■ Raw data
====================

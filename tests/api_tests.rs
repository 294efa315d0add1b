//! API integration tests
//!
//! These run against a live server with a clean database:
//! cargo test -- --ignored

use reqwest::Client;
use serde_json::{json, Value};
use std::time::{SystemTime, UNIX_EPOCH};

const BASE_URL: &str = "http://localhost:9090/api/v1";
const USER_HEADER: &str = "X-Sharer-User-Id";

/// Unique email suffix so tests can be re-run against the same database
fn unique(tag: &str) -> String {
    let nanos = SystemTime::now()
        .duration_since(UNIX_EPOCH)
        .expect("clock before epoch")
        .as_nanos();
    format!("{}-{}", tag, nanos)
}

async fn create_user(client: &Client, tag: &str) -> i64 {
    let response = client
        .post(format!("{}/users", BASE_URL))
        .json(&json!({
            "name": tag,
            "email": format!("{}@example.com", unique(tag)),
        }))
        .send()
        .await
        .expect("Failed to send request");

    assert_eq!(response.status(), 201);
    let body: Value = response.json().await.expect("Failed to parse response");
    body["id"].as_i64().expect("No user ID")
}

async fn create_item(client: &Client, owner_id: i64, name: &str) -> i64 {
    let response = client
        .post(format!("{}/items", BASE_URL))
        .header(USER_HEADER, owner_id)
        .json(&json!({
            "name": name,
            "description": format!("{} for sharing", name),
            "available": true,
        }))
        .send()
        .await
        .expect("Failed to send request");

    assert_eq!(response.status(), 201);
    let body: Value = response.json().await.expect("Failed to parse response");
    body["id"].as_i64().expect("No item ID")
}

async fn create_booking(
    client: &Client,
    booker_id: i64,
    item_id: i64,
    start_h: i64,
    end_h: i64,
) -> reqwest::Response {
    let start = chrono::Utc::now() + chrono::Duration::hours(start_h);
    let end = chrono::Utc::now() + chrono::Duration::hours(end_h);

    client
        .post(format!("{}/bookings", BASE_URL))
        .header(USER_HEADER, booker_id)
        .json(&json!({
            "item_id": item_id,
            "start": start,
            "end": end,
        }))
        .send()
        .await
        .expect("Failed to send request")
}

#[tokio::test]
#[ignore]
async fn test_health_check() {
    let client = Client::new();

    let response = client
        .get(format!("{}/health", BASE_URL))
        .send()
        .await
        .expect("Failed to send request");

    assert!(response.status().is_success());

    let body: Value = response.json().await.expect("Failed to parse response");
    assert_eq!(body["status"], "healthy");
}

#[tokio::test]
#[ignore]
async fn test_duplicate_email_is_conflict() {
    let client = Client::new();
    let email = format!("{}@example.com", unique("dup"));

    let response = client
        .post(format!("{}/users", BASE_URL))
        .json(&json!({"name": "First", "email": email}))
        .send()
        .await
        .expect("Failed to send request");
    assert_eq!(response.status(), 201);

    let response = client
        .post(format!("{}/users", BASE_URL))
        .json(&json!({"name": "Second", "email": email}))
        .send()
        .await
        .expect("Failed to send request");
    assert_eq!(response.status(), 409);
}

#[tokio::test]
#[ignore]
async fn test_partial_user_update_keeps_omitted_fields() {
    let client = Client::new();
    let user_id = create_user(&client, "patchme").await;

    let response = client
        .patch(format!("{}/users/{}", BASE_URL, user_id))
        .json(&json!({"name": "Renamed"}))
        .send()
        .await
        .expect("Failed to send request");

    assert!(response.status().is_success());
    let body: Value = response.json().await.expect("Failed to parse response");
    assert_eq!(body["name"], "Renamed");
    assert!(body["email"]
        .as_str()
        .expect("email missing")
        .contains("patchme"));
}

#[tokio::test]
#[ignore]
async fn test_missing_sharer_header_is_rejected() {
    let client = Client::new();

    let response = client
        .get(format!("{}/bookings", BASE_URL))
        .send()
        .await
        .expect("Failed to send request");

    assert_eq!(response.status(), 400);
}

#[tokio::test]
#[ignore]
async fn test_owner_cannot_book_own_item() {
    let client = Client::new();
    let owner = create_user(&client, "selfbook-owner").await;
    let item = create_item(&client, owner, "Ladder").await;

    let response = create_booking(&client, owner, item, 1, 2).await;
    assert_eq!(response.status(), 400);
}

#[tokio::test]
#[ignore]
async fn test_inverted_window_is_rejected() {
    let client = Client::new();
    let owner = create_user(&client, "window-owner").await;
    let booker = create_user(&client, "window-booker").await;
    let item = create_item(&client, owner, "Tent").await;

    // end before start
    let response = create_booking(&client, booker, item, 2, 1).await;
    assert_eq!(response.status(), 400);

    // window entirely in the past
    let response = create_booking(&client, booker, item, -3, -2).await;
    assert_eq!(response.status(), 400);
}

#[tokio::test]
#[ignore]
async fn test_booking_lifecycle_and_overlap() {
    let client = Client::new();
    let owner = create_user(&client, "lifecycle-owner").await;
    let booker = create_user(&client, "lifecycle-booker").await;
    let item = create_item(&client, owner, "Projector").await;

    // First booking starts WAITING
    let response = create_booking(&client, booker, item, 10, 20).await;
    assert_eq!(response.status(), 201);
    let first: Value = response.json().await.expect("Failed to parse response");
    assert_eq!(first["status"], "WAITING");
    let first_id = first["id"].as_i64().expect("No booking ID");

    // Owner approves
    let response = client
        .patch(format!("{}/bookings/{}?approved=true", BASE_URL, first_id))
        .header(USER_HEADER, owner)
        .send()
        .await
        .expect("Failed to send request");
    assert!(response.status().is_success());
    let body: Value = response.json().await.expect("Failed to parse response");
    assert_eq!(body["status"], "APPROVED");

    // An overlapping request is still accepted as WAITING
    let response = create_booking(&client, booker, item, 15, 25).await;
    assert_eq!(response.status(), 201);
    let second: Value = response.json().await.expect("Failed to parse response");
    assert_eq!(second["status"], "WAITING");
    let second_id = second["id"].as_i64().expect("No booking ID");

    // Approving the overlapping one fails with Conflict
    let response = client
        .patch(format!("{}/bookings/{}?approved=true", BASE_URL, second_id))
        .header(USER_HEADER, owner)
        .send()
        .await
        .expect("Failed to send request");
    assert_eq!(response.status(), 409);

    // The second booking is still WAITING after the failed approval
    let response = client
        .get(format!("{}/bookings/{}", BASE_URL, second_id))
        .header(USER_HEADER, owner)
        .send()
        .await
        .expect("Failed to send request");
    let body: Value = response.json().await.expect("Failed to parse response");
    assert_eq!(body["status"], "WAITING");

    // Re-deciding the approved booking fails with Validation
    let response = client
        .patch(format!("{}/bookings/{}?approved=false", BASE_URL, first_id))
        .header(USER_HEADER, owner)
        .send()
        .await
        .expect("Failed to send request");
    assert_eq!(response.status(), 400);
}

#[tokio::test]
#[ignore]
async fn test_only_owner_may_decide() {
    let client = Client::new();
    let owner = create_user(&client, "decide-owner").await;
    let booker = create_user(&client, "decide-booker").await;
    let stranger = create_user(&client, "decide-stranger").await;
    let item = create_item(&client, owner, "Bicycle").await;

    let response = create_booking(&client, booker, item, 1, 2).await;
    let booking: Value = response.json().await.expect("Failed to parse response");
    let booking_id = booking["id"].as_i64().expect("No booking ID");

    for caller in [booker, stranger] {
        let response = client
            .patch(format!("{}/bookings/{}?approved=true", BASE_URL, booking_id))
            .header(USER_HEADER, caller)
            .send()
            .await
            .expect("Failed to send request");
        assert_eq!(response.status(), 403);
    }
}

#[tokio::test]
#[ignore]
async fn test_cancel_rules() {
    let client = Client::new();
    let owner = create_user(&client, "cancel-owner").await;
    let booker = create_user(&client, "cancel-booker").await;
    let item = create_item(&client, owner, "Kayak").await;

    let response = create_booking(&client, booker, item, 1, 2).await;
    let booking: Value = response.json().await.expect("Failed to parse response");
    let booking_id = booking["id"].as_i64().expect("No booking ID");

    // Owner cannot cancel someone else's booking
    let response = client
        .patch(format!("{}/bookings/{}/cancel", BASE_URL, booking_id))
        .header(USER_HEADER, owner)
        .send()
        .await
        .expect("Failed to send request");
    assert_eq!(response.status(), 403);

    // Booker cancels
    let response = client
        .patch(format!("{}/bookings/{}/cancel", BASE_URL, booking_id))
        .header(USER_HEADER, booker)
        .send()
        .await
        .expect("Failed to send request");
    assert!(response.status().is_success());
    let body: Value = response.json().await.expect("Failed to parse response");
    assert_eq!(body["status"], "CANCELED");

    // Canceling again fails: CANCELED is terminal
    let response = client
        .patch(format!("{}/bookings/{}/cancel", BASE_URL, booking_id))
        .header(USER_HEADER, booker)
        .send()
        .await
        .expect("Failed to send request");
    assert_eq!(response.status(), 400);
}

====================

■ Work order
The word to find is "const". Copy every line of the data that holds it.

■ Response box
const BASE_URL: &str = "http://localhost:9090/api/v1";
const USER_HEADER: &str = "X-Sharer-User-Id";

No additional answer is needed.